START Data for review

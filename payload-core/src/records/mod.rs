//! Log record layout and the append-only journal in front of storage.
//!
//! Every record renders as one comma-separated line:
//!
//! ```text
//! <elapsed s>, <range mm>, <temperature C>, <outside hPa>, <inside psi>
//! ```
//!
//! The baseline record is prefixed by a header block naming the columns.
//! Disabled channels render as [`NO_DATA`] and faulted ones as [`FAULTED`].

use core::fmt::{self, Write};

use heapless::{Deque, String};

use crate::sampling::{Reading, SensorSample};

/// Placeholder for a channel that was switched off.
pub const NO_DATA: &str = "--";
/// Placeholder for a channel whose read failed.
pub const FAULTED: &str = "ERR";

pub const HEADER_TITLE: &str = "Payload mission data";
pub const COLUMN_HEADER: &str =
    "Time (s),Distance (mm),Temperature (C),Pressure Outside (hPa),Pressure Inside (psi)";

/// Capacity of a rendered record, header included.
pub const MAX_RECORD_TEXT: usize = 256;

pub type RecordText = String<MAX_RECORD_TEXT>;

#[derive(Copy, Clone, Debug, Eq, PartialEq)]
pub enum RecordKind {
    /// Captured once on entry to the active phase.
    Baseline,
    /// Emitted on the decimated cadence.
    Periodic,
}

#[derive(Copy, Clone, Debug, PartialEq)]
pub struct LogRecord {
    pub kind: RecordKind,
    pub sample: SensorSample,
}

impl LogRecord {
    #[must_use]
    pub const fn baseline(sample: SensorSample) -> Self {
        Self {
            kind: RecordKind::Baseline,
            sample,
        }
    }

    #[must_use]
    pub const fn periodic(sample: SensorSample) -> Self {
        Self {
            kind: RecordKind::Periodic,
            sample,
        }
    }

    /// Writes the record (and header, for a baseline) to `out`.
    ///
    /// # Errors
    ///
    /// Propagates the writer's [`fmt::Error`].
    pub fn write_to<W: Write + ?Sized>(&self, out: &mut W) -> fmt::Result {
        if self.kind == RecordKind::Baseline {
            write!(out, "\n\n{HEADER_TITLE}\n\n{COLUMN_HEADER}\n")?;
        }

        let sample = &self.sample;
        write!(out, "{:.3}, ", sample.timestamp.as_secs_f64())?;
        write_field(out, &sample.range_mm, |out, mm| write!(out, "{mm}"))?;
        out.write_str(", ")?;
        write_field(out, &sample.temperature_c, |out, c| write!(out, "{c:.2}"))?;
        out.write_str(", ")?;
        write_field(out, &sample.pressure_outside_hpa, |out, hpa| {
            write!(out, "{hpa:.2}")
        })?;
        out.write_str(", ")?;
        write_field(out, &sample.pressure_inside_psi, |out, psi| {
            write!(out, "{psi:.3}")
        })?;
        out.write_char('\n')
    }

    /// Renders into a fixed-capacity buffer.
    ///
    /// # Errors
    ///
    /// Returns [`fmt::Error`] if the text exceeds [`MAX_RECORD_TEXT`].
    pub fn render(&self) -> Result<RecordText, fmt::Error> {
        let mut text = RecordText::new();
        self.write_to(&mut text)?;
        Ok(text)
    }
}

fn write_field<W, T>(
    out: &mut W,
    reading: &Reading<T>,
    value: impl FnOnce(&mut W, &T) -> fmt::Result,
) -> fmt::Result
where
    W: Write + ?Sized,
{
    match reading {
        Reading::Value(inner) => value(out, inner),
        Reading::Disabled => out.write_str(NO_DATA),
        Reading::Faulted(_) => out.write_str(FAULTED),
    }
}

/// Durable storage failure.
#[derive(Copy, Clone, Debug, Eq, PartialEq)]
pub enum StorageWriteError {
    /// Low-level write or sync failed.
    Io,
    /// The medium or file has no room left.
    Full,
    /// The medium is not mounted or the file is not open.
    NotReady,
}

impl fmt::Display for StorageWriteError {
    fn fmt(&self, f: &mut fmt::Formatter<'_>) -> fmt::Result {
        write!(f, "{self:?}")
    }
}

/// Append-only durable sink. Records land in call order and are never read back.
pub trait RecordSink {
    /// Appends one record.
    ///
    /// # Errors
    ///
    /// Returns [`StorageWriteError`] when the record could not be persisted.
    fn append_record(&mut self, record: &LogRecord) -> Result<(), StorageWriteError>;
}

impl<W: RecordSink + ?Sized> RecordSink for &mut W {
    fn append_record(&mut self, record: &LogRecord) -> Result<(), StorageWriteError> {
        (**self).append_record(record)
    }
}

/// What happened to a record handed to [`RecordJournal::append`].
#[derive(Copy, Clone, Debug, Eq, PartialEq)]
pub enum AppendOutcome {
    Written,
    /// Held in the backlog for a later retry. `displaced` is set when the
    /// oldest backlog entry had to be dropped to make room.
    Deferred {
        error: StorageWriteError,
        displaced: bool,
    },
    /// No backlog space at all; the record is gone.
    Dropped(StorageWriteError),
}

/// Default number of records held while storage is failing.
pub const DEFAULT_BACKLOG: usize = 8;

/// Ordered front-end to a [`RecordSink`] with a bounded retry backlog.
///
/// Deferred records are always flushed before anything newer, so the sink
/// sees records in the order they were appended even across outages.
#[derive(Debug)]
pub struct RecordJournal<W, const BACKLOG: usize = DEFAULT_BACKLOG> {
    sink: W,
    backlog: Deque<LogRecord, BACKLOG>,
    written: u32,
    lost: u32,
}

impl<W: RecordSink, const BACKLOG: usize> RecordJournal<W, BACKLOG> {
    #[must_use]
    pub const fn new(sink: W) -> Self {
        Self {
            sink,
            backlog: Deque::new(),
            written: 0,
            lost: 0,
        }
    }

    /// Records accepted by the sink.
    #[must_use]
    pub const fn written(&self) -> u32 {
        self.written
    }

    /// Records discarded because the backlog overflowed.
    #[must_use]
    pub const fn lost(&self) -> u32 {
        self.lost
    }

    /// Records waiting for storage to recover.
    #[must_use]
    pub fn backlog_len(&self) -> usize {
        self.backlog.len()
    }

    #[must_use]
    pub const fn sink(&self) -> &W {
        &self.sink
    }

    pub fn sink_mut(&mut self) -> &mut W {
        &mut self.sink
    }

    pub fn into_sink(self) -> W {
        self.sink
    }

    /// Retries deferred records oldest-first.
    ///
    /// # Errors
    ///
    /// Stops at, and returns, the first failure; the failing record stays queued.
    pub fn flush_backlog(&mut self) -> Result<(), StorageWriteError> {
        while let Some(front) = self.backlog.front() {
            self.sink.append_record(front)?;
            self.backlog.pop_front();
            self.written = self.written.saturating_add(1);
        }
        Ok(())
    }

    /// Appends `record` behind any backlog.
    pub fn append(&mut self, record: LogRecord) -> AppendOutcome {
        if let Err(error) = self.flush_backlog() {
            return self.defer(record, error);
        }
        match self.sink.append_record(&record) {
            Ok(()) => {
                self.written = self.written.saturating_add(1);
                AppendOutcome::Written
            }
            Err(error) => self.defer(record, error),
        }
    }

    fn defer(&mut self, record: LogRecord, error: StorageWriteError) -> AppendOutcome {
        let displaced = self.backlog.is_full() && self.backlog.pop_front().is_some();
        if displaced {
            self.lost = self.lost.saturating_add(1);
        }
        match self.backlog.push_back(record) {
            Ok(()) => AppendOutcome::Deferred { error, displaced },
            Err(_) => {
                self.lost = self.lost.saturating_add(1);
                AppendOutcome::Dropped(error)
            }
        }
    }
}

END Data for review

### Task to complete
Look above for the line holding "-> Result<(), StorageWriteError>;". Print it and every line after it, exactly, through the line holding "set when the".

### Answer space
    fn append_record(&mut self, record: &LogRecord) -> Result<(), StorageWriteError>;
}

impl<W: RecordSink + ?Sized> RecordSink for &mut W {
    fn append_record(&mut self, record: &LogRecord) -> Result<(), StorageWriteError> {
        (**self).append_record(record)
    }
}

/// What happened to a record handed to [`RecordJournal::append`].
#[derive(Copy, Clone, Debug, Eq, PartialEq)]
pub enum AppendOutcome {
    Written,
    /// Held in the backlog for a later retry. `displaced` is set when the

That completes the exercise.